Удерживаться в той точке, где слово, средоточа забвение в своем рассеивании, позволяет ему прийти к себе.
Большое заточение
Желание в отношении забвения, предварительно вписанного за памятью, не способного припоминать и всегда предшествующего и стирающего опыт следа, есть такое движение, исключаемое и этим обозначаемое как самому себе внешнее, которое требует таким образом опыта никогда не проартикулированного: непроартикулированного. Однако именно эта непроартикулированность внешнего (запредельного) предлагается, по-видимому, в той самой закрытой структуре, которая создает из интернирования структуру и из структуры интернирование, когда сказанное (определенной культуры) отстраняет, отклоняет, запрещает превосходящее его (предел). Закрытие внешнего (запредельного), установление его в ожидаемую или исключительную интериоричность (во внутреннее) — такова требовательность, ведущая общество, или мимолетный разум, к существованию безумия, к осуществлению его возможным.

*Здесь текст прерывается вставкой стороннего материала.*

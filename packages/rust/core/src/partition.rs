//! Splitting the candidate sequence into worker batches.

use macroharvest_shared::{Batch, Candidate, HarvestError, Result};

/// Index a sequence of URLs in input order.
pub fn candidates_from_urls<I, S>(urls: I) -> Vec<Candidate>
where
    I: IntoIterator<Item = S>,
    S: AsRef<str>,
{
    urls.into_iter()
        .enumerate()
        .map(|(index, url)| Candidate::new(index, url))
        .collect()
}

/// Split `candidates` into contiguous batches of at most `batch_size`.
///
/// Batch `i` holds `[i * batch_size, min((i + 1) * batch_size, n))`; the
/// batches are disjoint, ordered, and cover the input exactly.
pub fn partition(candidates: Vec<Candidate>, batch_size: usize) -> Result<Vec<Batch>> {
    if batch_size == 0 {
        return Err(HarvestError::validation(
            "batch size must be greater than zero",
        ));
    }

    let mut batches = Vec::with_capacity(candidates.len().div_ceil(batch_size));
    let mut remaining = candidates.into_iter().peekable();

    while remaining.peek().is_some() {
        let chunk: Vec<Candidate> = remaining.by_ref().take(batch_size).collect();
        batches.push(Batch {
            id: batches.len(),
            candidates: chunk,
        });
    }

    Ok(batches)
}

#[cfg(test)]
mod tests {
    use super::*;

    fn urls(n: usize) -> Vec<Candidate> {
        candidates_from_urls((0..n).map(|i| format!("https://example.com/{i}.doc")))
    }

    #[test]
    fn zero_batch_size_is_rejected() {
        let err = partition(urls(3), 0).unwrap_err();
        assert!(matches!(err, HarvestError::Validation { .. }));
    }

    #[test]
    fn empty_input_yields_no_batches() {
        assert!(partition(Vec::new(), 15).unwrap().is_empty());
    }

    #[test]
    fn partitions_cover_input_exactly() {
        for n in 0..40 {
            for b in 1..12 {
                let batches = partition(urls(n), b).unwrap();
                assert_eq!(batches.len(), n.div_ceil(b), "n={n} b={b}");

                let mut expected = 0;
                for (i, batch) in batches.iter().enumerate() {
                    assert_eq!(batch.id, i);
                    assert!(!batch.is_empty());
                    assert!(batch.len() <= b);
                    assert_eq!(batch.candidates[0].index, i * b);
                    for c in &batch.candidates {
                        assert_eq!(c.index, expected);
                        expected += 1;
                    }
                }
                assert_eq!(expected, n);
            }
        }
    }

    #[test]
    fn last_batch_is_short() {
        let batches = partition(urls(7), 3).unwrap();
        let sizes: Vec<_> = batches.iter().map(Batch::len).collect();
        assert_eq!(sizes, vec![3, 3, 1]);
    }

    #[test]
    fn candidates_keep_input_order_and_trim() {
        let c = candidates_from_urls([" a ", "b\n"]);
        assert_eq!(c[0], Candidate::new(0, "a"));
        assert_eq!(c[1].url, "b");
        assert_eq!(c[1].index, 1);
    }
}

Требовательность, ныне ставшая нам почти ясной благодаря книге Мишеля Фуко, в самой себе книге необычайной, богатой, настойчивой и почти безрассудной своими неизбежными повторениями (речь шла о докторской диссертации, и мы присутствовали в тот знаменательный час Университета и безрассудства*). Прежде всего напоминаю, какая в этой книге выражена маргинальная идея: не так история безумия, как набросок того, что было бы “историей пределов — тех свершенных и вмиг неизбежно позабытых неясных жестов, коими культура отбрасывает то, что для нее будет Внешним”...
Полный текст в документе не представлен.